By the time they finally show up, he's about to go home and forget about it until tomorrow. Explain to Nema, maybe, that it was just too much trouble for a school night, see how well that sort of excuse went over with the wife of the Master.

He's imagining his punishment for disobeying when he catches a glimpse of Ren out of the corner of his eye (same blond hair, pale eyes—amazingly recognizable after ten years) and freezes involuntarily.

Ren's homeless, but not obviously so, even though Kyouya makes sure to go through the charade of threatening him for his money as well. He's wearing a gray hooded sweatshirt and too-baggy jeans with a cell phone bulging from one pocket. His sneakers look like they might have been blue once but are turning the same dingy shade of gray as his sweatshirt. He looks ordinary.

Or he should.

It almost sickens Kyouya to think that to him, Ren looks like a subject for a Rembrandt painting, light-in-the-darkness, still-present glow, even though the splendor's worn from far too many nightmares. There's a fixed quality to his pale eyes, a tired determination that by all rights, Kyouya is meant and should want to destroy.

The fact that he doesn't surprises even himself.

--

Tsukiko's another matter entirely, always has been. He digs around in her mind more often than he does anyone else, because the multiple personalities keep her from falling into any predictable patterns, not the damned martyr like Ren or the vapidly brilliant hacker like Yuu. Tsukiko needs the right words spoken to her more than anyone else, and Kyouya's the only reliable, half-willing supplier.
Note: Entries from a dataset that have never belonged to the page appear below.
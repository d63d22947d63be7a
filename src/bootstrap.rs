//! Startup sequence for the catalog

use crate::catalog::CatalogRepository;
use crate::error::StoreResult;
use crate::migration::{MigrationOutcome, MigrationRunner};
use crate::seed::{ensure_essentials, seed_if_empty};

/// What happened while preparing the catalog
#[derive(Debug, Clone, PartialEq, Eq)]
pub struct BootstrapReport {
    pub migration: MigrationOutcome,
    pub seeded: bool,
    pub backfilled: Vec<String>,
}

/// Migrates legacy data, seeds an empty catalog, backfills essentials and
/// finally marks the catalog ready
pub fn bootstrap<S: AsRef<str>>(
    catalog: &CatalogRepository,
    required_slugs: &[S],
) -> StoreResult<BootstrapReport> {
    let migration = MigrationRunner::new(catalog).run_once()?;
    let seeded = seed_if_empty(catalog)?;
    let backfilled = ensure_essentials(catalog, required_slugs)?
        .into_iter()
        .map(|p| p.slug)
        .collect();

    catalog.mark_ready();
    tracing::info!(?migration, seeded, "Catalog ready");

    Ok(BootstrapReport {
        migration,
        seeded,
        backfilled,
    })
}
If he says the right words enough, she lets him take her, lets him fuck her on one of the condo beds, sweat dripping onto the sheets and patchwork quilts. Downstairs the cultists are chanting, outside the seventeen-year-olds are trying to pave the streets of Tokyo in blood.
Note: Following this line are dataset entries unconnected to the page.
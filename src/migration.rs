//! One-shot merge of the legacy `platforms` key into `social_platforms`
//!
//! Safe to run on every startup: once the legacy key is gone, a run does
//! nothing. On slug collisions the canonical record wins, and canonical
//! records are never rewritten or removed, including ones that do not
//! parse.

use serde_json::Value;

use crate::catalog::CatalogRepository;
use crate::database::{read_json, KEY_LEGACY_PLATFORMS};
use crate::error::{StoreError, StoreResult};
use crate::model::{Platform, RawPlatform};

#[derive(Debug, Clone, Copy, PartialEq, Eq)]
pub enum MigrationOutcome {
    /// Legacy key absent or empty
    NothingToDo,
    /// Legacy records merged and the legacy key deleted
    ///
    /// `legacy` readable legacy records, `added` of them appended,
    /// `total` records stored under the canonical key afterwards.
    Merged {
        legacy: usize,
        added: usize,
        total: usize,
    },
    /// Legacy value unreadable; left in place for the next run
    Aborted,
}

pub struct MigrationRunner<'a> {
    catalog: &'a CatalogRepository,
}

impl<'a> MigrationRunner<'a> {
    pub fn new(catalog: &'a CatalogRepository) -> Self {
        Self { catalog }
    }

    /// Runs the migration once
    ///
    /// 1. Reads the legacy key; absent or empty means there is nothing to do
    /// 2. Parses legacy records, skipping ones without a usable slug
    /// 3. Appends those whose slug is not yet stored under the canonical key
    /// 4. Deletes the legacy key
    ///
    /// # Returns
    ///
    /// * `Ok(MigrationOutcome::Merged { .. })` - legacy data merged
    /// * `Ok(MigrationOutcome::NothingToDo)` - no legacy data
    /// * `Ok(MigrationOutcome::Aborted)` - legacy value is not JSON; kept for a retry
    /// * `Err(StoreError)` - the store itself failed
    pub fn run_once(&self) -> StoreResult<MigrationOutcome> {
        let legacy = match read_json::<Vec<Value>>(self.catalog.store(), KEY_LEGACY_PLATFORMS) {
            Ok(Some(list)) if !list.is_empty() => list,
            Ok(_) => return Ok(MigrationOutcome::NothingToDo),
            Err(StoreError::Corrupt { key, source }) => {
                tracing::warn!(%key, error = %source, "Legacy platforms unreadable, migration aborted");
                return Ok(MigrationOutcome::Aborted);
            }
            Err(err) => return Err(err),
        };

        let legacy: Vec<Platform> = legacy
            .into_iter()
            .filter_map(|value| {
                serde_json::from_value::<RawPlatform>(value)
                    .ok()
                    .and_then(RawPlatform::into_platform)
            })
            .collect();
        let legacy_count = legacy.len();

        // Stored canonical records are kept verbatim; only new slugs are appended
        let (added, total) = self.catalog.append_new_platforms(legacy)?;
        self.catalog.store().remove(KEY_LEGACY_PLATFORMS)?;

        tracing::info!(legacy = legacy_count, added, total, "Migrated legacy platforms");
        Ok(MigrationOutcome::Merged {
            legacy: legacy_count,
            added,
            total,
        })
    }
}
She doesn't don her uniform again after it's over until the morning, but usually he shrugs his own jeans and shirt back on and watches TV with her head absently in his lap. The news reports are getting just like the horror movies he watched as a kid, one homicide announcement after another, made monotonous from the sheer frequency. He changes the channel every ten minutes, until she snatches the remote from his hands and tosses it on the floor.

"Kyouya," she says, trailing the last syllable into meaninglessness, "you bore me."

She reaches up and touches his face with her hands, before letting her fingers run up and down playfully along his neck. He stiffens, almost pushes her back, before he grabs her hand and suddenly, impulsively kisses it.

"Why do I bore you?" he half-whispers idly, mouth still inches from her hand. "Tell me, that, eh?"

"Because you don't care." And another smile. "You sold your soul to live and now you don't want anything more than to die. You're so _funny_, Kyouya."

He makes a playful face at her even though his stomach lurches with the knowledge that she's right.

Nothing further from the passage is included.